Arguant qu’« il est en effet apparu impératif dans la situation épidémique actuelle de garantir une réponse aux demandes d’IVG, dans des conditions ne conduisant pas à dépasser les délais légaux d’IVG, tout en limitant les expositions des patientes et des professionnels au Covid-19, et en ménageant les ressources des établissements de santé », la HAS élabore un protocole en ce sens le 9 avril.
Un arrêté du 14 avril 2020 valide ce protocole en assouplissant temporairement les conditions de l’IVG médicamenteuse.
Allongement du délai légal
L’assouplissement le plus important concerne la condition relative au délai propre à cette forme d’interruption de grossesse. Alors que l’article R. 2212-10 du code de la santé publique prévoit que l’IVG médicamenteuse hors établissement de santé ne peut être pratiquée que jusqu’à la fin de la 5ème semaine de grossesse, l’article 10-4, I de l’arrêté autorise sa mise en œuvre jusqu’à la fin de la 7ème semaine. Un allongement supplémentaire n’était guère envisageable dans la mesure où la HAS déconseille cette forme d’IVG au-delà de 7 semaines de grossesse.
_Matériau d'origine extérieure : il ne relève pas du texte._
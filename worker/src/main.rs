// Worker binary entry point
// Runs every configured transfer source, once or on a poll interval

mod runner;

use anyhow::Result;
use common::config::{Settings, SourceConfig};
use common::telemetry;
use std::time::Duration;
use tokio::signal;
use tracing::{error, info, warn};

#[tokio::main]
async fn main() -> Result<()> {
    // Load configuration
    let settings = Settings::load().map_err(|e| anyhow::anyhow!("Configuration error: {}", e))?;

    telemetry::init_logging(&settings.observability.log_level)?;
    info!("Starting transfer worker");

    settings.validate().map_err(|e| {
        error!(error = %e, "Invalid configuration");
        anyhow::anyhow!("Configuration error: {}", e)
    })?;
    info!(sources = settings.sources.len(), "Configuration loaded successfully");

    if let Some(port) = settings.observability.metrics_port {
        telemetry::init_metrics(port)?;
    }

    if settings.sources.is_empty() {
        warn!("No transfer sources configured, nothing to do");
        return Ok(());
    }

    match settings.worker.poll_interval_seconds {
        None => run_all(&settings.sources).await,
        Some(seconds) => {
            let interval = Duration::from_secs(seconds);
            info!(poll_interval_seconds = seconds, "Worker is running. Press Ctrl+C to shutdown");
            loop {
                run_all(&settings.sources).await;
                tokio::select! {
                    _ = tokio::time::sleep(interval) => {}
                    result = signal::ctrl_c() => {
                        match result {
                            Ok(()) => info!("Shutdown signal received"),
                            Err(e) => error!(error = %e, "Failed to listen for shutdown signal"),
                        }
                        break;
                    }
                }
            }
        }
    }

    info!("Worker shutdown complete");
    Ok(())
}

/// Run every source concurrently, one blocking task and one connection each
async fn run_all(sources: &[SourceConfig]) {
    let handles: Vec<_> = sources
        .iter()
        .cloned()
        .map(|source| {
            tokio::task::spawn_blocking(move || {
                let outcome = runner::run_source(&source);
                (source.name, outcome)
            })
        })
        .collect();

    for handle in handles {
        match handle.await {
            Ok((name, Ok(report))) => info!(
                source = %name,
                succeeded = report.succeeded,
                failed = report.failed,
                "Source run finished"
            ),
            Ok((name, Err(e))) => error!(
                source = %name,
                kind = %e.kind,
                error = %e,
                "Source run failed"
            ),
            Err(e) => error!(error = %e, "Source task panicked"),
        }
    }
}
Conditions de mise en œuvre de l’IVG médicamenteuse
Les autres assouplissements concernent les conditions de mise en œuvre de cette IVG. L’objectif de ces mesures est de permettre à la femme d’obtenir et de s’administrer à domicile le médicament nécessaire à l’interruption de sa grossesse dans le cadre d’une téléconsultation.
Approvisionnement du médicament nécessaire à l’IVG
Il s’agit de pouvoir déroger temporairement à un certain nombre de règles assurant un suivi très strict de la femme concernée, notamment quant à l’approvisionnement et à l’administration de ce type de médicament placés sous la seule responsabilité des médecins et des sages-femmes, dont on rappelle qu’elles peuvent, depuis la loi du 26 janvier 2016, pratiquer ces formes d’IVG aux cotés des médecins (C. santé publ., art. L. 2212-2, al. 1er).
Seuls les médecins, les sages-femmes, les centres de planification ou d’éducation familiale et les centres de santé ayant conclu une convention, prévue à l’article R. 2212-9 du code de la santé publique, peuvent s’approvisionner en médicaments nécessaires à la réalisation d’une IVG par voie médicamenteuse. Les médicaments sont administrés par un médecin ou une sage-femme dans les conditions prévues aux articles R. 2212-9 à R. 2212-19 du code de la santé publique.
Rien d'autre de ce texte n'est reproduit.